Mio caro è ancora sposato con sua moglie e ha una figlia.
Il mio amore per mio marito è profondo. Siamo insieme da più di sette anni e abbiamo un figlio di sei anni, Matteo. Mio marito, Lorenzo, trascorre molto tempo con il nostro bambino, portandolo spesso in officina o a fare gite fuori città. Sa prendersi cura di me: a volte arriva a casa con un mazzo di fiori senza nessun motivo, oppure organizza una serata romantica tra le luci di Firenze.
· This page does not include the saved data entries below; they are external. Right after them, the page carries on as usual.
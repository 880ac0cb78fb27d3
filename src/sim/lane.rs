//! Lane configuration
//!
//! Static description of the board's horizontal strips. Lanes are loaded
//! once and never mutated; everything that moves refers back to its lane
//! by index.

use std::ops::RangeInclusive;

use serde::{Deserialize, Serialize};

use super::state::{EntityKind, PlatformKind, VehicleClass};

/// Travel direction of a lane
#[derive(Debug, Clone, Copy, PartialEq, Eq, Serialize, Deserialize)]
#[serde(rename_all = "lowercase")]
pub enum Direction {
    Left,
    Right,
}

impl Direction {
    /// -1.0 for leftward, +1.0 for rightward
    pub fn sign(self) -> f32 {
        match self {
            Direction::Left => -1.0,
            Direction::Right => 1.0,
        }
    }
}

/// Plain lane kind, without role data
#[derive(Debug, Clone, Copy, PartialEq, Eq)]
pub enum LaneKind {
    Road,
    Water,
    Goal,
}

/// What a lane holds
#[derive(Debug, Clone, PartialEq, Serialize, Deserialize)]
#[serde(rename_all = "lowercase")]
pub enum LaneRole {
    /// Traffic. `None` picks a vehicle class per car from the round RNG.
    Road {
        #[serde(default)]
        vehicle: Option<VehicleClass>,
    },
    /// River with floating platforms
    Water { platform: PlatformKind },
    /// Goal row; slot x-coordinates in tile units
    Goal { slots: Vec<f32> },
}

/// A horizontal strip of the field
#[derive(Debug, Clone, PartialEq, Serialize, Deserialize)]
pub struct Lane {
    /// Lane coordinate in tile units (centre line; row = floor(id))
    pub id: f32,
    pub role: LaneRole,
    pub direction: Direction,
    /// Speed magnitude in pixels per frame at the target rate
    #[serde(default)]
    pub speed: f32,
    /// Number of entities kept in the lane
    #[serde(default)]
    pub capacity: usize,
}

impl Lane {
    pub fn road(id: f32, direction: Direction, speed: f32, capacity: usize) -> Self {
        Self {
            id,
            role: LaneRole::Road { vehicle: None },
            direction,
            speed,
            capacity,
        }
    }

    pub fn water(
        id: f32,
        platform: PlatformKind,
        direction: Direction,
        speed: f32,
        capacity: usize,
    ) -> Self {
        Self {
            id,
            role: LaneRole::Water { platform },
            direction,
            speed,
            capacity,
        }
    }

    pub fn goal(id: f32, slots: Vec<f32>) -> Self {
        Self {
            id,
            role: LaneRole::Goal { slots },
            direction: Direction::Right,
            speed: 0.0,
            capacity: 0,
        }
    }

    pub fn kind(&self) -> LaneKind {
        match self.role {
            LaneRole::Road { .. } => LaneKind::Road,
            LaneRole::Water { .. } => LaneKind::Water,
            LaneRole::Goal { .. } => LaneKind::Goal,
        }
    }

    /// Integer row this lane occupies
    pub fn row(&self) -> i32 {
        self.id.floor() as i32
    }

    /// Signed velocity (speed * direction)
    pub fn velocity(&self) -> f32 {
        self.speed * self.direction.sign()
    }

    /// Widest entity this lane can spawn, in pixels. Random traffic counts
    /// as its widest vehicle class.
    pub fn widest_entity(&self, tile_size: f32) -> Option<f32> {
        match &self.role {
            LaneRole::Road { vehicle: Some(class) } => Some(class.width()),
            LaneRole::Road { vehicle: None } => VehicleClass::ALL
                .iter()
                .map(|class| class.width())
                .reduce(f32::max),
            LaneRole::Water { platform } => {
                Some(EntityKind::Platform(*platform).size(tile_size).x)
            }
            LaneRole::Goal { .. } => None,
        }
    }
}

/// Row thresholds derived from the lane table
#[derive(Debug, Clone, PartialEq, Serialize, Deserialize)]
pub struct Zones {
    /// Rows strictly above this one are bushes
    pub bush_below: i32,
    /// Rows where the player must ride or drown
    pub water: Option<RangeInclusive<i32>>,
    /// Rows carrying traffic
    pub road: Option<RangeInclusive<i32>>,
}

impl Zones {
    pub fn from_lanes(lanes: &[Lane]) -> Self {
        let water = row_span(lanes, LaneKind::Water);
        let road = row_span(lanes, LaneKind::Road);

        // Without a river the bushes end where the goal row ends
        let bush_below = match (&water, &road) {
            (Some(w), _) => *w.start(),
            (None, Some(r)) => lanes
                .iter()
                .filter(|l| l.kind() == LaneKind::Goal)
                .map(|l| l.row() + 1)
                .max()
                .unwrap_or(*r.start()),
            (None, None) => 0,
        };

        Self {
            bush_below,
            water,
            road,
        }
    }

    pub fn in_bushes(&self, row: i32) -> bool {
        row < self.bush_below
    }

    pub fn in_water(&self, row: i32) -> bool {
        self.water.as_ref().is_some_and(|w| w.contains(&row))
    }
}

fn row_span(lanes: &[Lane], kind: LaneKind) -> Option<RangeInclusive<i32>> {
    let rows = lanes.iter().filter(|l| l.kind() == kind).map(Lane::row);
    let min = rows.clone().min()?;
    let max = rows.max()?;
    Some(min..=max)
}

#[cfg(test)]
mod tests {
    use super::*;
    use crate::sim::state::LogSize;

    #[test]
    fn test_velocity_is_signed() {
        let left = Lane::road(7.5, Direction::Left, 2.0, 2);
        let right = Lane::road(8.5, Direction::Right, 3.0, 1);
        assert_eq!(left.velocity(), -2.0);
        assert_eq!(right.velocity(), 3.0);
        assert_eq!(left.row(), 7);
    }

    #[test]
    fn test_widest_entity_per_role() {
        let random = Lane::road(7.5, Direction::Left, 2.0, 2);
        let mut sedans = random.clone();
        sedans.role = LaneRole::Road {
            vehicle: Some(VehicleClass::Sedan),
        };
        let logs = Lane::water(2.5, PlatformKind::Log(LogSize::Long), Direction::Right, 1.0, 2);

        assert_eq!(random.widest_entity(60.0), Some(130.0));
        assert_eq!(sedans.widest_entity(60.0), Some(77.0));
        assert_eq!(logs.widest_entity(60.0), Some(320.0));
        assert_eq!(Lane::goal(1.5, vec![1.5]).widest_entity(60.0), None);
    }

    #[test]
    fn test_zones_from_classic_board() {
        let lanes = vec![
            Lane::goal(1.5, vec![1.5]),
            Lane::water(2.5, PlatformKind::Log(LogSize::Medium), Direction::Right, 1.0, 3),
            Lane::water(5.5, PlatformKind::Turtles(3), Direction::Left, 1.0, 3),
            Lane::road(7.5, Direction::Left, 2.0, 2),
            Lane::road(10.5, Direction::Right, 1.0, 2),
        ];
        let zones = Zones::from_lanes(&lanes);

        assert_eq!(zones.bush_below, 2);
        assert!(zones.in_bushes(1));
        assert!(!zones.in_bushes(2));
        assert!(zones.in_water(2));
        assert!(zones.in_water(4));
        assert!(!zones.in_water(6));
        assert_eq!(zones.road, Some(7..=10));
    }

    #[test]
    fn test_zones_without_river() {
        let lanes = vec![
            Lane::goal(1.5, vec![1.5]),
            Lane::road(7.5, Direction::Left, 2.0, 2),
        ];
        let zones = Zones::from_lanes(&lanes);
        assert_eq!(zones.water, None);
        assert_eq!(zones.bush_below, 2);
    }
}
//! Per-frame simulation step
//!
//! Drives the round state machine and, while playing, runs
//! input -> motion -> animation -> collision -> outcome.

use super::collision::{Hazard, Resolution, resolve};
use super::motion;
use super::state::{Facing, GameEvent, GameState, Phase};
use crate::consts::*;
use crate::dt_scale;

/// Keys the simulation understands
#[derive(Debug, Clone, Copy, PartialEq, Eq)]
pub enum Key {
    Up,
    Down,
    Left,
    Right,
    Escape,
    /// Any other key (only useful for "press any key" screens)
    Other,
}

impl Key {
    fn facing(self) -> Option<Facing> {
        match self {
            Key::Up => Some(Facing::Up),
            Key::Down => Some(Facing::Down),
            Key::Left => Some(Facing::Left),
            Key::Right => Some(Facing::Right),
            Key::Escape | Key::Other => None,
        }
    }
}

/// Discrete input event from the input source
#[derive(Debug, Clone, Copy, PartialEq, Eq)]
pub enum InputEvent {
    Quit,
    KeyDown(Key),
    KeyUp(Key),
}

/// Input events collected during one frame
#[derive(Debug, Clone, Default)]
pub struct TickInput {
    pub events: Vec<InputEvent>,
}

impl TickInput {
    pub fn new(events: Vec<InputEvent>) -> Self {
        Self { events }
    }

    pub fn key(key: Key) -> Self {
        Self::new(vec![InputEvent::KeyDown(key)])
    }

    pub fn wants_quit(&self) -> bool {
        self.events
            .iter()
            .any(|e| matches!(e, InputEvent::Quit | InputEvent::KeyDown(Key::Escape)))
    }

    pub fn any_key_down(&self) -> bool {
        self.events
            .iter()
            .any(|e| matches!(e, InputEvent::KeyDown(_)))
    }

    /// Directional presses in arrival order
    pub fn hops(&self) -> impl Iterator<Item = Facing> + '_ {
        self.events.iter().filter_map(|e| match e {
            InputEvent::KeyDown(key) => key.facing(),
            _ => None,
        })
    }
}

/// Advance the game by one frame of `dt` seconds
pub fn tick(state: &mut GameState, input: &TickInput, dt: f32) {
    if state.quit_requested {
        return;
    }
    if input.wants_quit() {
        log::info!("Quit requested");
        state.quit_requested = true;
        state.push_event(GameEvent::QuitRequested);
        return;
    }

    let dt = dt.clamp(0.0, MAX_FRAME_DT);
    state.time_ticks += 1;

    match state.phase {
        Phase::Start => {
            if state.gate.accept(input.any_key_down(), dt) {
                log::info!("Round started");
                state.enter(Phase::Playing);
                state.push_event(GameEvent::RoundStarted);
            }
        }

        Phase::Won | Phase::Lost => {
            if state.gate.accept(input.any_key_down(), dt) {
                state.reset_round();
                state.enter(Phase::Start);
            }
        }

        Phase::LifeLost { remaining } => {
            advance_lanes(state, dt);
            let remaining = remaining - dt;
            state.phase = if remaining <= 0.0 {
                Phase::Playing
            } else {
                Phase::LifeLost { remaining }
            };
        }

        Phase::Playing => play_frame(state, input, dt),
    }
}

/// Lane motion is the only thing that runs between lives
fn advance_lanes(state: &mut GameState, dt: f32) {
    let round = &mut state.round;
    motion::advance(
        &mut round.entities,
        round.field.width(),
        dt_scale(dt),
        dt * 1000.0,
    );
}

fn play_frame(state: &mut GameState, input: &TickInput, dt: f32) {
    let scale = dt_scale(dt);

    // Input: one tile per accepted press
    {
        let round = &mut state.round;
        for facing in input.hops() {
            round.player.try_hop(facing, &round.field);
        }
    }

    // Motion
    advance_lanes(state, dt);
    state.round.player.animation.update(dt * 1000.0);

    // Collision
    let round = &state.round;
    let resolution = resolve(
        &round.player,
        &round.entities,
        &round.goals,
        &round.zones,
        &round.field,
        scale,
    );
    apply_resolution(state, resolution);

    // Outcome: a win takes priority over a loss reached in the same frame
    if state.round.is_won() {
        log::info!("All {} goals filled", state.round.goals.len());
        state.enter(Phase::Won);
        state.push_event(GameEvent::RoundWon);
    } else if state.round.is_lost() {
        log::info!("Out of lives");
        state.enter(Phase::Lost);
        state.push_event(GameEvent::RoundLost);
    }
}

fn apply_resolution(state: &mut GameState, resolution: Resolution) {
    let round = &mut state.round;
    match resolution {
        Resolution::Clear => {}
        Resolution::Carried { dx } => {
            round.player.carry(dx, round.field.tile_size);
        }
        Resolution::Arrived { slot } => {
            round.goals[slot].fill();
            round.player.reset_to(round.home);
            log::info!(
                "Goal {} reached ({}/{})",
                slot,
                round.filled_goals(),
                round.goals.len()
            );
            state.push_event(GameEvent::GoalReached { slot });
        }
        Resolution::Hazard(hazard) => lose_life(state, hazard),
    }
}

fn lose_life(state: &mut GameState, hazard: Hazard) {
    let round = &mut state.round;
    round.player.lose_life();
    round.player.reset_to(round.home);
    let lives_left = round.player.lives;
    log::debug!("Life lost to {:?}, {} left", hazard, lives_left);

    state.push_event(GameEvent::LifeLost { hazard, lives_left });
    if lives_left > 0 {
        state.phase = Phase::LifeLost {
            remaining: RESPAWN_DELAY,
        };
    }
}
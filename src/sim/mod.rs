//! Deterministic simulation module
//!
//! All gameplay logic lives here. This module must be pure and deterministic:
//! - Elapsed time comes in as an argument, never read from a clock
//! - Seeded RNG only
//! - Stable iteration order (lane order, then spawn order)
//! - No rendering or platform dependencies

pub mod collision;
pub mod lane;
pub mod motion;
pub mod spawn;
pub mod state;
pub mod tick;

pub use collision::{Aabb, Hazard, Resolution, resolve};
pub use lane::{Direction, Lane, LaneKind, LaneRole, Zones};
pub use state::{
    EntityKind, Facing, Field, GameEvent, GameState, GoalSlot, LogSize, MovingEntity, Phase,
    PlatformKind, Player, Round, VehicleClass,
};
pub use tick::{InputEvent, Key, TickInput, tick};
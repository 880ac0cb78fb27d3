//! Frame loop
//!
//! One thread, one frame at a time: wait for the tick, poll input, step the
//! simulation, then draw. A quit request is honoured before the next draw.

use anyhow::Result;

use crate::platform::{InputSource, TickSource};
use crate::renderer::{RenderSurface, draw_game};
use crate::sim::{GameEvent, GameState, TickInput, tick};

/// Summary of a finished run
#[derive(Debug, Clone, Copy, Default, PartialEq, Eq)]
pub struct RunStats {
    pub frames: u64,
    pub rounds_won: u32,
    pub rounds_lost: u32,
}

/// Run until the player quits
pub fn run(
    state: &mut GameState,
    surface: &mut dyn RenderSurface,
    input: &mut dyn InputSource,
    clock: &mut dyn TickSource,
) -> Result<RunStats> {
    let mut stats = RunStats::default();

    loop {
        let dt = clock.tick();
        let events = input.poll()?;
        tick(state, &TickInput::new(events), dt);

        for event in state.drain_events() {
            match event {
                GameEvent::RoundWon => stats.rounds_won += 1,
                GameEvent::RoundLost => stats.rounds_lost += 1,
                _ => {}
            }
            log::debug!("{:?}", event);
        }

        if state.quit_requested {
            break;
        }

        draw_game(surface, state)?;
        stats.frames += 1;
    }

    log::info!(
        "Session over after {} frames ({} won, {} lost)",
        stats.frames,
        stats.rounds_won,
        stats.rounds_lost
    );
    Ok(stats)
}
//! Input sources
//!
//! Translate device events into the simulation's [`InputEvent`]s.

use std::collections::VecDeque;
use std::time::Duration;

use anyhow::{Context, Result};
use crossterm::event::{self, Event, KeyCode, KeyEvent, KeyEventKind, KeyModifiers};

use crate::sim::{InputEvent, Key};

/// Delivers the events that arrived since the last poll
pub trait InputSource {
    fn poll(&mut self) -> Result<Vec<InputEvent>>;
}

/// Keyboard input from the controlling terminal (raw mode must be on).
///
/// Auto-repeat is only distinguishable once the terminal surface has enabled
/// key event types; legacy terminals deliver each repeat as a new press.
#[derive(Debug, Default)]
pub struct TerminalInput;

impl InputSource for TerminalInput {
    fn poll(&mut self) -> Result<Vec<InputEvent>> {
        let mut events = Vec::new();
        while event::poll(Duration::ZERO).context("failed to poll terminal events")? {
            if let Event::Key(key) = event::read().context("failed to read terminal event")? {
                events.extend(map_key_event(key));
            }
        }
        Ok(events)
    }
}

/// Map a terminal key event. Events marked `Repeat` are dropped.
pub fn map_key_event(event: KeyEvent) -> Option<InputEvent> {
    if event.kind == KeyEventKind::Repeat {
        return None;
    }
    if event.code == KeyCode::Char('c') && event.modifiers.contains(KeyModifiers::CONTROL) {
        return Some(InputEvent::Quit);
    }

    let key = match event.code {
        KeyCode::Up | KeyCode::Char('w') | KeyCode::Char('k') => Key::Up,
        KeyCode::Down | KeyCode::Char('s') | KeyCode::Char('j') => Key::Down,
        KeyCode::Left | KeyCode::Char('a') | KeyCode::Char('h') => Key::Left,
        KeyCode::Right | KeyCode::Char('d') | KeyCode::Char('l') => Key::Right,
        KeyCode::Esc => Key::Escape,
        _ => Key::Other,
    };

    match event.kind {
        KeyEventKind::Press => Some(InputEvent::KeyDown(key)),
        KeyEventKind::Release => Some(InputEvent::KeyUp(key)),
        KeyEventKind::Repeat => None,
    }
}

/// Replays a fixed list of per-frame event batches, then reports nothing
#[derive(Debug, Default)]
pub struct ScriptedInput {
    frames: VecDeque<Vec<InputEvent>>,
}

impl ScriptedInput {
    pub fn new(frames: impl IntoIterator<Item = Vec<InputEvent>>) -> Self {
        Self {
            frames: frames.into_iter().collect(),
        }
    }
}

impl InputSource for ScriptedInput {
    fn poll(&mut self) -> Result<Vec<InputEvent>> {
        Ok(self.frames.pop_front().unwrap_or_default())
    }
}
Siamo una famiglia normale e felice, di quelle che giocano insieme la domenica pomeriggio.
Di recente abbiamo chiesto un piccolo prestito ai nostri genitori e abbiamo comprato il nostro primo appartamento a Prato. Amo occuparmi della casa; mi assicuro che sia sempre ordinata e che profumi di crostata appena sfornata. Lavoro in nero come parrucchiera, ma riesco a guadagnare abbastanza per vivere bene. Ho tanti sogni per questa casa: voglio realizzarli tutti, con la caparbietà e la speranza di una vera donna italiana.
Il mio lavoro al salone di bellezza e i servizi privati mi tengono occupata, mentre Lorenzo guadagna abbastanza da permetterci una vita dignitosa, senza eccessi. Non viviamo nel lusso, ma se decidiamo di voler una cosa una vacanza in Costiera Amalfitana, un nuovo elettrodomestico riusciamo a risparmiare e a prendercela. Avevamo pensato di acquistare una casa di campagna in Toscana, ma abbiamo deciso di aspettare.
La mia vita mi piace così com’è, e la nostra relazione mi dà serenità. Ci siamo incontrati tardi nella vita, e dico sempre a tutti che aspettavo proprio un uomo come lui.
Lorenzo non trascura la figlia avuta dal precedente matrimonio, Sofia; si prende cura di lei anche dal punto di vista economico e mantiene rapporti cordiali con i genitori della sua ex, visto che la bambina vive con loro. Di quello che è successo tra loro, né tantomeno di dove sia finita lei, in verità, non mi sono mai interessata.
Non l’ho strappato a nessuno; viveva solo, libero, quando ci siamo conosciuti. Ma quello che mi inquieta ogni giorno di più è che non ha mai divorziato da quella donna. Quando al lavoro qualcuno mi chiede perché non ci sposiamo, rispondo sempre che per adesso abbiamo rimandato. Va tutto bene, e il matrimonio mi sembra solo una faccenda di carta.
Mia madre, qualche sera fa, mi ha detto severa che devo mettere Lorenzo davanti a una scelta: Se volete stare insieme, che almeno ti porti allaltare. Trova insensato che Lorenzo abbia ancora un legame formale con un’altra donna. Pare quasi che a lei siano riservati tutti i diritti, mentre a me solo le responsabilità. Anche se siamo appena entrati nellappartamento nuovo, legalmente appartiene ancora a lei, la moglie. Che tipo di triangolo matrimoniale è mai questo?